I have a lot of straight to DVD B movies but I also have a lot of 4k steel books. Collectors are worth significantly more to the studios than they seem to realise. people who want the quality of physical media aren't going to settle for streaming over the internet.
I wonder what the quarterly earning reports are from stores that have exited the physical media market by now. Like Best Buy has now gone a whole year without selling physical media.
I watch around 200 movies a year, I don't think I could buy that many DVDs for the same money I pay for streaming. I also pirate but mostly movies that are not on my streaming services.
Thrift stores for less than a dollar each usually in 10 for $5 type deals. multi disc sets are your friend and sometimes they don't differentiate between DVD and blue ray either, I've got quite a few blu rays this way.
DVDs are where VHS was about a decade ago, get what you can while it's cheap. I even got a pile for free when a pawn shop was dumping stock to get out of the market.
Also DVDs are still being pressed because there's no licensing fee on the format so it's still profitable to make new ones.
Fair enough, but you're talking about replacing streaming services with DVDs, and unless you're relegating yourself to SD content made over a decade ago and prior, you're going to have a rough time.
There are much better ways, and that involves the high seas.
I have a lot of DVDs that are not currently to be found on the high seas, there are certain things I would upgrade to blu ray at the right price but for the most part you have different masters or cuts or colour grading and there are certainly things recorded in SD that are never getting a blu ray release, like concerts or other live events, because there is no high def master. I even buy concerts on VHS when I find them.

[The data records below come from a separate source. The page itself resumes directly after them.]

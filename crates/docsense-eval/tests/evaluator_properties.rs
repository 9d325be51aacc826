//! Property-based tests for the label evaluator
//!
//! Random (predicted, true) label sequences with unique identifiers:
//! - every rate stays within [0, 1]
//! - all-correct and never-correct runs hit the accuracy bounds
//! - misclassified samples keep input order
//! - the confusion matrix agrees with per-class support

use docsense_eval::{LabeledSample, evaluate};
use proptest::prelude::*;

const LABELS: [&str; 4] = ["bank_statement", "check", "itr", "unknown"];

fn to_samples(pairs: &[(usize, usize)]) -> Vec<LabeledSample> {
    pairs
        .iter()
        .enumerate()
        .map(|(i, (predicted, truth))| {
            LabeledSample::new(format!("doc-{}.jpg", i), LABELS[*predicted], LABELS[*truth])
        })
        .collect()
}

fn label_pairs() -> impl Strategy<Value = Vec<(usize, usize)>> {
    prop::collection::vec((0..LABELS.len(), 0..LABELS.len()), 1..60)
}

fn in_unit_range(x: f64) -> bool {
    (0.0..=1.0).contains(&x)
}

/// Property: accuracy, per-class rates and both F1 averages lie in [0, 1]
#[test]
fn proptest_rates_bounded() {
    proptest!(|(pairs in label_pairs())| {
        let report = evaluate(&to_samples(&pairs)).unwrap();
        let overall = &report.overall;

        prop_assert!(in_unit_range(overall.accuracy));
        prop_assert!(in_unit_range(overall.macro_f1));
        prop_assert!(in_unit_range(overall.weighted_f1));
        prop_assert_eq!(overall.correct + overall.incorrect, overall.total);

        for metrics in report.per_class.values() {
            prop_assert!(in_unit_range(metrics.precision));
            prop_assert!(in_unit_range(metrics.recall));
            prop_assert!(in_unit_range(metrics.f1));
            if metrics.precision == 0.0 && metrics.recall == 0.0 {
                prop_assert_eq!(metrics.f1, 0.0);
            }
        }
    });
}

/// Property: predictions that always match give accuracy 1 and no misclassified samples
#[test]
fn proptest_all_correct() {
    proptest!(|(truths in prop::collection::vec(0..LABELS.len(), 1..60))| {
        let pairs: Vec<(usize, usize)> = truths.iter().map(|t| (*t, *t)).collect();
        let report = evaluate(&to_samples(&pairs)).unwrap();

        prop_assert_eq!(report.overall.accuracy, 1.0);
        prop_assert!(report.misclassified.is_empty());
    });
}

/// Property: predictions that never match give accuracy 0
#[test]
fn proptest_never_correct() {
    proptest!(|(pairs in prop::collection::vec((0..LABELS.len(), 1..LABELS.len()), 1..60))| {
        let shifted: Vec<(usize, usize)> = pairs
            .iter()
            .map(|(truth, offset)| ((truth + offset) % LABELS.len(), *truth))
            .collect();
        let samples = to_samples(&shifted);
        let report = evaluate(&samples).unwrap();

        prop_assert_eq!(report.overall.accuracy, 0.0);
        prop_assert_eq!(report.misclassified.len(), samples.len());
    });
}

/// Property: misclassified is exactly the wrong samples, in input order
#[test]
fn proptest_misclassified_keeps_order() {
    proptest!(|(pairs in label_pairs())| {
        let samples = to_samples(&pairs);
        let report = evaluate(&samples).unwrap();

        let expected: Vec<LabeledSample> =
            samples.iter().filter(|s| !s.is_correct()).cloned().collect();
        prop_assert_eq!(report.misclassified, expected);
    });
}

/// Property: confusion rows sum to support and the matrix covers every sample
#[test]
fn proptest_confusion_matches_support() {
    proptest!(|(pairs in label_pairs())| {
        let samples = to_samples(&pairs);
        let report = evaluate(&samples).unwrap();

        for (label, metrics) in &report.per_class {
            prop_assert_eq!(report.confusion.row_total(label), metrics.support);
        }
        prop_assert_eq!(report.confusion.total() as usize, samples.len());
    });
}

I'm a firm believer in physical media even if that media is a spinning disk in my NAS.
My physical media collection isn't replacing streaming, jellyfin is.
Have you ever considered uploading some of this? The original Beavis and Butthead was patched back together using a combination of sources including VHS and DVD releases and uploaded to the high seas as the "King Turd Collection." This stuff could be valuable to others.
The official release was missing all or most of the music video segments, which constituted a large part of the show. They also tended to be the most entertaining part IMO.
Yeah that was the content I was vaguely referring to.
And kind of agree, a lot of the show's actual episodic structure outside of the music video part, is shoddy at best. It was car crash television from the 90s, what did anyone expect?